Correcting the dog for growling and snapping the moment it happened but being savvy enough to not take the food item away at the end or not giving it back...so hopefully the dog connects the dots....growling/snapping at owner = not good. Rather than disciplining the dog and taking the item away without returning it....I can see the potential for confusion in that scenario.

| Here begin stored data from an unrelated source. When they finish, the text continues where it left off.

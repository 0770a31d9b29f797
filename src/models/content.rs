use crate::error::{AppError, Result};
use chrono::{DateTime, Utc};
use serde::{Deserialize, Serialize};
use std::collections::BTreeMap;
use strum::{Display, EnumString};
use validator::Validate;

/// A catalog item as stored in the primary content store
#[derive(Debug, Clone, PartialEq, Serialize, Deserialize, Validate)]
#[serde(rename_all = "camelCase")]
pub struct Content {
    /// Stable identifier shared with the search document
    #[validate(length(min = 1, max = 128))]
    pub id: String,

    /// Primary display title
    #[validate(length(min = 1, max = 500))]
    pub title: String,

    #[serde(default)]
    pub original_title: Option<String>,

    #[serde(default)]
    pub description: Option<String>,

    #[serde(default)]
    pub short_description: Option<String>,

    #[serde(default)]
    pub tagline: Option<String>,

    #[serde(rename = "type")]
    pub content_type: ContentType,

    pub status: ContentStatus,

    #[serde(default)]
    pub access_type: AccessType,

    #[serde(default)]
    pub year: Option<i32>,

    /// Average rating on a 0-10 scale
    #[serde(default)]
    #[validate(range(min = 0.0, max = 10.0))]
    pub rating: Option<f32>,

    /// Runtime in seconds
    #[serde(default)]
    pub duration: Option<u32>,

    /// Editorial priority, higher ranks first
    #[serde(default)]
    pub priority: Option<i32>,

    #[serde(default)]
    pub featured: bool,

    #[serde(default)]
    pub is_dubbed: bool,

    #[serde(default)]
    pub is_kids: bool,

    #[serde(default)]
    pub is_coming_soon: bool,

    #[serde(default)]
    pub genres: Vec<String>,

    #[serde(default)]
    pub tags: Vec<String>,

    #[serde(default)]
    pub seo_keywords: Vec<String>,

    #[serde(default)]
    pub director: Option<String>,

    #[serde(default)]
    pub cast: Vec<CastMember>,

    #[serde(default)]
    pub country: Option<String>,

    #[serde(default)]
    pub poster_url: Option<String>,

    #[serde(default)]
    pub thumbnail_url: Option<String>,

    #[serde(default)]
    pub backdrop_url: Option<String>,

    /// Per-language overrides keyed by language code (`fa`, `en`, ...)
    #[serde(default)]
    pub localized_content: Option<BTreeMap<String, LocalizedContent>>,

    pub created_at: DateTime<Utc>,

    pub updated_at: DateTime<Utc>,
}

impl Content {
    /// Create a draft content record with only the required fields set
    pub fn new(id: impl Into<String>, title: impl Into<String>, content_type: ContentType) -> Self {
        let now = Utc::now();

        Self {
            id: id.into(),
            title: title.into(),
            original_title: None,
            description: None,
            short_description: None,
            tagline: None,
            content_type,
            status: ContentStatus::Draft,
            access_type: AccessType::default(),
            year: None,
            rating: None,
            duration: None,
            priority: None,
            featured: false,
            is_dubbed: false,
            is_kids: false,
            is_coming_soon: false,
            genres: Vec::new(),
            tags: Vec::new(),
            seo_keywords: Vec::new(),
            director: None,
            cast: Vec::new(),
            country: None,
            poster_url: None,
            thumbnail_url: None,
            backdrop_url: None,
            localized_content: None,
            created_at: now,
            updated_at: now,
        }
    }

    /// Whether this record may appear in public search results
    pub fn is_published(&self) -> bool {
        self.status == ContentStatus::Published
    }

    /// Check that the record can be turned into a search document
    pub fn validate_for_index(&self) -> Result<()> {
        self.validate()?;

        if self.title.trim().is_empty() {
            return Err(AppError::Validation("title is blank".to_string()));
        }
        if let Some(rating) = self.rating {
            if !rating.is_finite() {
                return Err(AppError::Validation(format!("rating {} is not finite", rating)));
            }
        }
        Ok(())
    }

    /// Localized title for a language, if present and non-blank
    pub fn localized_title(&self, lang: &str) -> Option<&str> {
        self.localized_content
            .as_ref()
            .and_then(|map| map.get(lang))
            .and_then(|l| l.title.as_deref())
            .map(str::trim)
            .filter(|t| !t.is_empty())
    }
}

#[derive(
    Debug, Clone, Copy, Serialize, Deserialize, PartialEq, Eq, Hash, EnumString, Display,
)]
#[serde(rename_all = "lowercase")]
#[strum(serialize_all = "lowercase", ascii_case_insensitive)]
pub enum ContentType {
    Movie,
    Series,
}

#[derive(
    Debug, Clone, Copy, Serialize, Deserialize, PartialEq, Eq, Hash, EnumString, Display,
)]
#[serde(rename_all = "lowercase")]
#[strum(serialize_all = "lowercase", ascii_case_insensitive)]
pub enum ContentStatus {
    Draft,
    Scheduled,
    Published,
    Unpublished,
}

#[derive(
    Debug,
    Clone,
    Copy,
    Default,
    Serialize,
    Deserialize,
    PartialEq,
    Eq,
    Hash,
    EnumString,
    Display,
)]
#[serde(rename_all = "lowercase")]
#[strum(serialize_all = "lowercase", ascii_case_insensitive)]
pub enum AccessType {
    #[default]
    Free,
    Subscription,
    Rent,
    Purchase,
}

/// A credited person on a title
#[derive(Debug, Clone, PartialEq, Serialize, Deserialize)]
pub struct CastMember {
    pub name: String,

    #[serde(default)]
    pub role: Option<String>,

    #[serde(default)]
    pub character: Option<String>,
}

impl CastMember {
    pub fn new(name: impl Into<String>) -> Self {
        Self {
            name: name.into(),
            role: None,
            character: None,
        }
    }
}

#[derive(Debug, Clone, Default, PartialEq, Serialize, Deserialize)]
pub struct LocalizedContent {
    #[serde(default)]
    pub title: Option<String>,

    #[serde(default)]
    pub description: Option<String>,
}
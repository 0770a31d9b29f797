//! Search and indexing subsystem for a streaming catalog.
//!
//! Keeps an Elasticsearch-compatible index in sync with the primary content
//! store and serves ranked search and autocomplete from it, falling back to
//! the store when the index is unavailable. See [`search::SearchService`].

pub mod config;
pub mod error;
pub mod metrics;
pub mod models;
pub mod search;
pub mod state;

pub use error::{AppError, Result};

Hopefully, I have that correct.


SuperG
 
#99 ·
llombardo you are not grasping the concept that you have to lay a foundation before you put on the walls or roof

watch this vid which shows loosely how the trade up works

https://www.youtube.com/watch?v=2nuqCxleShQ

training is not a one time shot or a day of doing this or that and the problem is gone or non existent
training is an ongoing thing which is why free feeding a dog is not recommended because mealtime and food are excellent relationship builders and give you training opportunities

this is the foundation
https://www.youtube.com/watch?v=ZdB1Rb1kGxE

if you missed laying the foundation or did it wrong or adopted an older pup or dog resource guarder then this is better
https://www.youtube.com/watch?v=xjpP5EZC7HI
 
#104 ·
I understand the concept. I understand how it could work for a puppy. I am open to the idea for future pups I might have. I do not see how this would work for an older dog that has been in the home since it was a pup and the foundation has been laid in a completely different manner. If this foundation wasn't laid to begin with, the dog is already set in its ways, so it becomes more complicated.
 
#108 ·
I really appreciate this. Thank you for understanding what I was trying to explain:) and just so you know I'm a she..lol.
 
#101 ·
The trouble with saying "correct the dog" is that most people will be upset and attempt to take the item from the dog's mouth. I don't have to say how badly that might end, lol! I did correct DH's dog for lunging like a crocodile when she was being possessive with a bone, but this correction was an instant "Go to your bed!" and there she stayed. The bone was left on the floor where she left it, and she did learn that if she wanted to eat her bone in peace then she'd have to do it peacefully.